Cass. pen. Sez. III, Sent., (ud. 08-06-2011) 19-07-2011, n. 28736 Applicazione della pena

Sentenza scelta dal dott. Domenico Cirasole direttore del sito giuridico http://www.gadit.it/

Svolgimento del processo – Motivi della decisione

Con la impugnata sentenza il G.U.P. del Tribunale di Nocera Inferiore ha applicato, ai sensi dell’art. 444 c.p.p., a C.F., M.G., B.L., a F.C. e F. R. la pena stabilita dall’accordo delle parti, oltre alla confisca delle somme e delle aziende in sequestro, quali imputati di numerose ipotesi di reato di cui al D.Lgs. n. 74 del 2000, art. 8 e del D.Lgs. n. 74 del 2000, art. 2 per avere emesso e utilizzato fatture per operazioni inesistenti, nonchè il M. anche del reato di cui al R.D. n. 267 del 1942, art. 216 per avere distratto beni della società AXIA M. & M. S.r.l. per sottrarli ai creditori.

Avverso la sentenza hanno proposto ricorsi i difensori dei predetti imputati, i quali denunciano violazione di legge e vizi di motivazione in relazione alla mancata applicazione dell’art. 129 c.p.p., sostenendo che le condotte accertate non avevano determinato danni erariali, ed il M. anche la insussistenza del reato di bancarotta ascrittogli.

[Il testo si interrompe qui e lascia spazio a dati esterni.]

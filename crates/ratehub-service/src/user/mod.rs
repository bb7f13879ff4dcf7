//! User self-service and administrative user management.

pub mod admin;
pub mod service;

pub use admin::{AdminCreateUser, AdminUserService};
pub use service::UserService;
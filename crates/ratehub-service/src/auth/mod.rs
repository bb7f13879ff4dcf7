//! Signup, login, and password-change flows.

pub mod service;

pub use service::{AuthService, AuthenticatedUser, SignupData};
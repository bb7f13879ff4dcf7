//! Shared test helpers for integration tests.

use axum::Router;
use axum::body::Body;
use axum::http::{Request, StatusCode};
use serde_json::Value;
use sqlx::PgPool;
use tower::ServiceExt;

use ratehub_core::config::AppConfig;
use ratehub_database::DatabasePool;

/// Test application context
pub struct TestApp {
    /// The Axum router for making test requests
    pub router: Router,
    /// Database pool for direct queries
    pub db_pool: PgPool,
}

/// A decoded test response.
pub struct TestResponse {
    /// HTTP status code.
    pub status: StatusCode,
    /// Parsed JSON body (Null if the body was empty or not JSON).
    pub body: Value,
}

impl TestApp {
    /// Create a new test application against a clean database.
    pub async fn new() -> Self {
        let config = AppConfig::load_file("tests/fixtures/test_config.toml")
            .expect("Failed to load test config");

        let db = DatabasePool::connect(&config.database)
            .await
            .expect("Failed to connect to test database");

        ratehub_database::migration::run_migrations(db.pool())
            .await
            .expect("Failed to run migrations");

        let db_pool = db.pool().clone();
        Self::clean_database(&db_pool).await;

        let router = ratehub_api::build_app(config, db);

        Self { router, db_pool }
    }

    /// Wipe all tables between tests.
    async fn clean_database(pool: &PgPool) {
        sqlx::query("TRUNCATE TABLE ratings, stores, users CASCADE")
            .execute(pool)
            .await
            .expect("Failed to clean database");
    }

    /// Issue a request against the router and decode the response.
    pub async fn request(
        &self,
        method: &str,
        path: &str,
        body: Option<Value>,
        token: Option<&str>,
    ) -> TestResponse {
        let mut builder = Request::builder().method(method).uri(path);

        if let Some(token) = token {
            builder = builder.header("authorization", format!("Bearer {token}"));
        }

        let request = match body {
            Some(json) => builder
                .header("content-type", "application/json")
                .body(Body::from(json.to_string()))
                .unwrap(),
            None => builder.body(Body::empty()).unwrap(),
        };

        let response = self
            .router
            .clone()
            .oneshot(request)
            .await
            .expect("Request failed");

        let status = response.status();
        let bytes = axum::body::to_bytes(response.into_body(), usize::MAX)
            .await
            .expect("Failed to read body");
        let body = serde_json::from_slice(&bytes).unwrap_or(Value::Null);

        TestResponse { status, body }
    }

    /// Sign up an account and return its token.
    pub async fn signup(&self, name: &str, email: &str, role: &str) -> String {
        let response = self
            .request(
                "POST",
                "/api/auth/signup",
                Some(serde_json::json!({
                    "name": name,
                    "email": email,
                    "password": "Secret#123",
                    "address": "12 Example Street",
                    "role": role,
                })),
                None,
            )
            .await;

        assert_eq!(response.status, StatusCode::CREATED, "{:?}", response.body);
        response.body["data"]["token"].as_str().unwrap().to_string()
    }

    /// Log in and return the token.
    pub async fn login(&self, email: &str, password: &str) -> String {
        let response = self
            .request(
                "POST",
                "/api/auth/login",
                Some(serde_json::json!({ "email": email, "password": password })),
                None,
            )
            .await;

        assert_eq!(response.status, StatusCode::OK, "{:?}", response.body);
        response.body["data"]["token"].as_str().unwrap().to_string()
    }

    /// Create an admin account directly (signup forbids the role) and
    /// return its token.
    pub async fn create_admin(&self, email: &str) -> String {
        let hasher = ratehub_auth::password::PasswordHasher::new();
        let hash = hasher.hash_password("Secret#123").unwrap();

        sqlx::query(
            "INSERT INTO users (name, email, password_hash, role, address) \
             VALUES ($1, $2, $3, 'admin', $4)",
        )
        .bind("Administrator Account Holder")
        .bind(email)
        .bind(hash)
        .bind("1 Admin Plaza")
        .execute(&self.db_pool)
        .await
        .expect("Failed to insert admin");

        self.login(email, "Secret#123").await
    }
}
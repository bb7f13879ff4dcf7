//! # ratehub-auth
//!
//! Authentication primitives for the RateHub platform.
//!
//! ## Modules
//!
//! - `jwt` — JWT token creation and validation
//! - `password` — Argon2id password hashing and policy enforcement

pub mod jwt;
pub mod password;

pub use jwt::{Claims, JwtDecoder, JwtEncoder};
pub use password::{PasswordHasher, PasswordValidator};
//! Request/response data transfer objects.

pub mod request;
pub mod response;

use validator::Validate;

use ratehub_core::error::AppError;

/// Runs declarative validation on a request DTO, converting failures
/// into a 400 with per-field messages in the `details` payload.
pub fn validate_request<T: Validate>(req: &T) -> Result<(), AppError> {
    req.validate().map_err(|errors| {
        let details = serde_json::to_value(&errors).unwrap_or(serde_json::Value::Null);
        AppError::validation("Validation error").with_details(details)
    })
}
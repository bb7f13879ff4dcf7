//! Role guards for route handlers.

use ratehub_core::error::AppError;
use ratehub_entity::user::UserRole;

use crate::extractors::AuthUser;

/// Checks that the authenticated user has the Admin role.
pub fn require_admin(auth: &AuthUser) -> Result<(), AppError> {
    if auth.role != UserRole::Admin {
        return Err(AppError::forbidden("Admin access required"));
    }
    Ok(())
}

/// Checks that the authenticated user is a store owner.
pub fn require_store_owner(auth: &AuthUser) -> Result<(), AppError> {
    if auth.role != UserRole::StoreOwner {
        return Err(AppError::forbidden("Store owner access required"));
    }
    Ok(())
}

/// Checks that the authenticated user is a regular user.
///
/// Only regular users submit ratings; admins and store owners are
/// rejected here.
pub fn require_user(auth: &AuthUser) -> Result<(), AppError> {
    if auth.role != UserRole::User {
        return Err(AppError::forbidden("User access required"));
    }
    Ok(())
}
//! User self-service handlers.

use axum::Json;
use axum::extract::State;

use crate::dto::request::UpdateProfileRequest;
use crate::dto::response::{ApiResponse, UserResponse};
use crate::dto::validate_request;
use crate::error::ApiError;
use crate::extractors::AuthUser;
use crate::state::AppState;

/// GET /api/user/profile
pub async fn get_profile(
    State(state): State<AppState>,
    auth: AuthUser,
) -> Result<Json<ApiResponse<UserResponse>>, ApiError> {
    let user = state.user_service.get_profile(&auth).await?;

    Ok(Json(ApiResponse::ok(UserResponse::from(&user))))
}

/// PUT /api/user/profile
pub async fn update_profile(
    State(state): State<AppState>,
    auth: AuthUser,
    Json(req): Json<UpdateProfileRequest>,
) -> Result<Json<ApiResponse<UserResponse>>, ApiError> {
    validate_request(&req)?;

    let user = state
        .user_service
        .update_profile(&auth, &req.name, &req.address)
        .await?;

    Ok(Json(ApiResponse::ok(UserResponse::from(&user))))
}
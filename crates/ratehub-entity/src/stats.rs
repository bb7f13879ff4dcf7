//! Platform-wide aggregate counts.

use serde::{Deserialize, Serialize};

/// Totals shown on the admin dashboard.
#[derive(Debug, Clone, Copy, Default, Serialize, Deserialize)]
pub struct PlatformStats {
    /// Total registered users.
    pub total_users: i64,
    /// Total registered stores.
    pub total_stores: i64,
    /// Total submitted ratings.
    pub total_ratings: i64,
}
//! Axum middleware stack.

pub mod compression;
pub mod cors;
pub mod logging;
pub mod rbac;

Sulla base delle stesse argomentazioni i ricorrenti M. e B. censurano la disposta confisca.

Con memoria depositata il 18.5.2011 la difesa delle ricorrenti F. e di B.L. ha ribadito le precedenti censure in ordine alla disposta confisca, deducendo, in particolare, che nel caso di patteggiamento il giudice non può disporla in mancanza di un accordo delle parti sul punto, nonchè l’erronea individuazione del profitto derivante dai reati 1 ricorsi sono infondati.

Osserva il Collegio che secondo il consolidato indirizzo interpretativo di questa Suprema Corte, nell’ipotesi di pronuncia ai sensi dell’art. 444 c.p.p., per soddisfare l’obbligo di motivazione, con riferimento alla mancata applicazione dell’art. 129 c.p.p., è sufficiente l’enunciazione – anche implicita – che è stata effettuata la verifica richiesta dalla legge e che non ricorrono le condizioni per una pronuncia di proscioglimento ai sensi della disposizione citata (sez. 1, 27.1.1999 n. 752, Forte, RV 212742; sez. un. 27.9.1995 n. 10372, Serafino, RV 202270).

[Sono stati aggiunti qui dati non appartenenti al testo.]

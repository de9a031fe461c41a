mod catalog;
mod config;
mod error;
mod filter;
mod home;
mod launcher;
mod navigator;
mod resume;

use anyhow::{Context, Result};
use clap::{CommandFactory, Parser, Subcommand};
use clap_complete::Shell;
use directories::ProjectDirs;
use std::path::PathBuf;
use tracing::{info, warn};
use tracing_subscriber::EnvFilter;

use catalog::{CatalogSource, Category, EmbeddedCatalog, JsonCatalog, TAG_OPTIONS, VideoRecord};
use config::Config;
use error::CatalogError;
use filter::FilterCriteria;
use home::{Destination, HomeCard};
use navigator::{NavigationTarget, Selection, resolve};
use resume::{FileResumeStore, LastPlayedRecord, ResumeSource, SampleResume};

// --- CLI ---

#[derive(Parser, Debug)]
#[command(author, version = env!("CARGO_PKG_VERSION"), about, long_about = None)]
struct Args {
  /// JSON catalog file overriding the embedded seed data.
  #[arg(long, global = true, value_name = "FILE")]
  catalog: Option<PathBuf>,

  #[command(subcommand)]
  command: Command,
}

#[derive(Subcommand, Debug)]
enum Command {
  /// Show the home screen cards.
  Home,
  /// List catalog entries, optionally narrowed by the menu filters.
  List {
    #[arg(short, long, help = level_help(), value_parser = level_parser())]
    level: Option<u8>,
    /// Category filter: song/story/english/math/science or the Chinese label.
    #[arg(short, long)]
    category: Option<Category>,
    #[arg(short, long, help = tag_help())]
    tag: Option<String>,
    /// Search text, matched case-insensitively against title and description.
    #[arg(short, long, default_value = "")]
    search: String,
  },
  /// Resolve a catalog entry and hand it to the player surface.
  Play {
    video_id: String,
    /// Print the route instead of launching the configured player.
    #[arg(long)]
    print_route: bool,
  },
  /// Resume the last played video.
  Resume {
    /// Print the route instead of launching the configured player.
    #[arg(long)]
    print_route: bool,
  },
  /// Show or update stored preferences.
  Config {
    /// Set the external player command handed the route string.
    #[arg(long, value_name = "CMD")]
    player_command: Option<String>,
    /// Set the default JSON catalog file.
    #[arg(long, value_name = "FILE")]
    catalog_path: Option<String>,
  },
  /// Generate shell completions.
  Completions { shell: Shell },
}

/// Keep the CLI's level domain tied to the catalog invariant.
fn level_parser() -> clap::builder::RangedI64ValueParser<u8> {
  clap::value_parser!(u8).range(catalog::LEVEL_MIN as i64..=catalog::LEVEL_MAX as i64)
}

fn level_help() -> String {
  format!("Level filter, {}-{} (unset = 全部等级)", catalog::LEVEL_MIN, catalog::LEVEL_MAX)
}

fn tag_help() -> String {
  format!("Tag filter, matched against a record's tag set (presets: {}; unset = 全部标签)", TAG_OPTIONS.join("、"))
}

// --- Main ---

fn main() -> Result<()> {
  let args = Args::parse();
  let _guard = init_tracing();
  let config = Config::load();

  match args.command {
    Command::Home => cmd_home(),
    Command::List { level, category, tag, search } => {
      let criteria = FilterCriteria { level, category, tag, search };
      cmd_list(catalog_source(&args.catalog, &config).as_ref(), &criteria)
    }
    Command::Play { video_id, print_route } => {
      cmd_play(catalog_source(&args.catalog, &config).as_ref(), &config, &video_id, print_route)
    }
    Command::Resume { print_route } => {
      cmd_resume(catalog_source(&args.catalog, &config).as_ref(), &config, print_route)
    }
    Command::Config { player_command, catalog_path } => cmd_config(config, player_command, catalog_path),
    Command::Completions { shell } => {
      clap_complete::generate(shell, &mut Args::command(), "kidvid", &mut std::io::stdout());
      Ok(())
    }
  }
}

/// Log to a file in the data dir so command output stays clean.
/// Returns the appender guard; dropping it flushes buffered log lines.
fn init_tracing() -> Option<tracing_appender::non_blocking::WorkerGuard> {
  let proj_dirs = ProjectDirs::from("", "", "kidvid")?;
  let log_dir = proj_dirs.data_dir();
  std::fs::create_dir_all(log_dir).ok()?;
  let appender = tracing_appender::rolling::never(log_dir, "kidvid.log");
  let (writer, guard) = tracing_appender::non_blocking(appender);
  tracing_subscriber::fmt()
    .with_env_filter(EnvFilter::try_from_default_env().unwrap_or_else(|_| EnvFilter::new("info")))
    .with_writer(writer)
    .with_ansi(false)
    .init();
  Some(guard)
}

/// Pick the catalog source: CLI flag, then prefs, then the embedded seed.
fn catalog_source(cli_path: &Option<PathBuf>, config: &Config) -> Box<dyn CatalogSource> {
  if let Some(path) = cli_path {
    Box::new(JsonCatalog::new(path))
  } else if let Some(path) = &config.catalog_path {
    Box::new(JsonCatalog::new(path))
  } else {
    Box::new(EmbeddedCatalog)
  }
}

/// Load the resume record (file store first, then the built-in sample) and
/// validate its video id against the catalog at this boundary, not at
/// navigation time.
fn load_resume(catalog: &[VideoRecord]) -> Result<Option<LastPlayedRecord>, CatalogError> {
  let record = FileResumeStore::open().and_then(|store| store.last_played()).or_else(|| SampleResume.last_played());
  match record {
    Some(record) => {
      record.validate_against(catalog)?;
      Ok(Some(record))
    }
    None => Ok(None),
  }
}

// --- Commands ---

fn cmd_home() -> Result<()> {
  println!("应用主页");
  for card in HomeCard::ALL {
    match card.destination() {
      Destination::VideoMenu => println!("  {}", card),
      Destination::ComingSoon => println!("  {}  (即将上线)", card),
    }
  }
  Ok(())
}

fn cmd_list(source: &dyn CatalogSource, criteria: &FilterCriteria) -> Result<()> {
  info!(?criteria, "listing videos");
  let catalog = source.load().context("cannot show the video menu")?;

  match load_resume(&catalog) {
    Ok(Some(record)) => {
      println!("继续观看  {}  ({:.0}%)", record.title, record.clamped_progress() * 100.0);
      println!();
    }
    Ok(None) => {}
    Err(e) => warn!(err = %e, "skipping continue-watching card"),
  }

  let visible = filter::apply(&catalog, criteria);
  println!("课程列表 ({})", visible.len());
  for record in &visible {
    let tag = record.tags.first().map(String::as_str).unwrap_or("-");
    println!("{:<8}  {}  [等级{} · {} · {}]", record.id, record.title, record.level, record.category, tag);
    if !record.description.is_empty() {
      println!("{:<8}  {}", "", record.description);
    }
  }
  if visible.is_empty() && !criteria.is_unrestricted() {
    println!("(无匹配结果，试试放宽筛选条件)");
  }
  Ok(())
}

fn cmd_config(mut config: Config, player_command: Option<String>, catalog_path: Option<String>) -> Result<()> {
  if player_command.is_none() && catalog_path.is_none() {
    println!("player_command = {}", config.player_command.as_deref().unwrap_or("(unset)"));
    println!("catalog_path = {}", config.catalog_path.as_deref().unwrap_or("(unset)"));
    return Ok(());
  }
  if let Some(command) = player_command {
    config.player_command = Some(command);
  }
  if let Some(path) = catalog_path {
    config.catalog_path = Some(path);
  }
  config.save();
  Ok(())
}

fn cmd_play(source: &dyn CatalogSource, config: &Config, video_id: &str, print_route: bool) -> Result<()> {
  let catalog = source.load().context("cannot resolve selection")?;
  let record = catalog
    .iter()
    .find(|r| r.id == video_id)
    .ok_or_else(|| CatalogError::ReferenceNotFound(video_id.to_string()))?;

  let target = resolve(Selection::Catalog(record));
  if let Some(store) = FileResumeStore::open() {
    store.record_played(record, 0.0);
  }
  hand_off(&target, config, print_route)
}

fn cmd_resume(source: &dyn CatalogSource, config: &Config, print_route: bool) -> Result<()> {
  let catalog = source.load().context("cannot resolve selection")?;
  let record = load_resume(&catalog)?.context("nothing to resume")?;
  let target = resolve(Selection::Resume(&record));
  hand_off(&target, config, print_route)
}

/// One navigation target per selection crosses this boundary. With no player
/// configured (or `--print-route`) the route is printed for inspection.
fn hand_off(target: &NavigationTarget, config: &Config, print_route: bool) -> Result<()> {
  match (&config.player_command, print_route) {
    (Some(command), false) => launcher::launch(command, target),
    _ => {
      println!("{}", target.route());
      Ok(())
    }
  }
}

Inoltre, la verifica demandata al giudice può condurre al proscioglimento dell’imputato solo se le risultanze processuali siano tali da rendere evidente l’esistenza di una delle cause di non punibilità previste dalla norma, senza la necessità di alcun approfondimento probatorio (sez. un. 22.2.1999 n. 3, Messina, RV 212437).

Infine, la sentenza emessa ai sensi dell’art. 444 c.p.p. può formare oggetto di controllo in sede di legittimità, in relazione alla mancata applicazione dell’art. 129 c.p.p., solo se dal testo della stessa sentenza appaia evidente la sussistenza di una delle condizioni previste dalla disposizione citata (sez. 1, 17.6.1991 n. 2742, Scupola, RV 188377; sez. 3, 18.6.1999 n. 2309, Bonacchi, RV 215071), mentre le parti non sono legittimate a mettere in discussione mediante il ricorso i fatti su cui si fonda l’accordo (sez. 1, 14.3.1995 n. 1549, Sinfisi, RV 201160).

Nella specie il giudice di merito ha dato atto nella sentenza di avere effettuato la richiesta verifica della inesistenza di cause di proscioglimento ex art. 129 c.p.p. mediante il riferimento alle fonti probatorie, costituite dalle informative del Nucleo di Polizia Tributaria di Salerno, dalle risultanze delle perquisizioni e sequestri, dai controlli incrociati e dalle verifiche contabili, mentre la doglianza dei ricorrenti è del tutto generica ed appare comunque sprovvista della necessaria concretezza per una declaratoria immediata di non punibilità.

Si osserva, in ogni caso, che il danno erariale non è elemento costitutivo dei reati di cui alle imputazioni.

Quanto già rilevato rende evidente l’infondatezza del secondo motivo di doglianza formulato nei ricorsi dalla difesa delle M. e del B. in ordine alla disposta confisca, in quanto fondato sul presupposto, non dimostrato nella sede di merito, della insussistenza delle condotte illecite e, peraltro, anche sul punto la sentenza risulta correttamente motivata, sia sul piano giuridico che fattuale, in ordine alle ragioni giustificatrici del provvedimento ablatorio.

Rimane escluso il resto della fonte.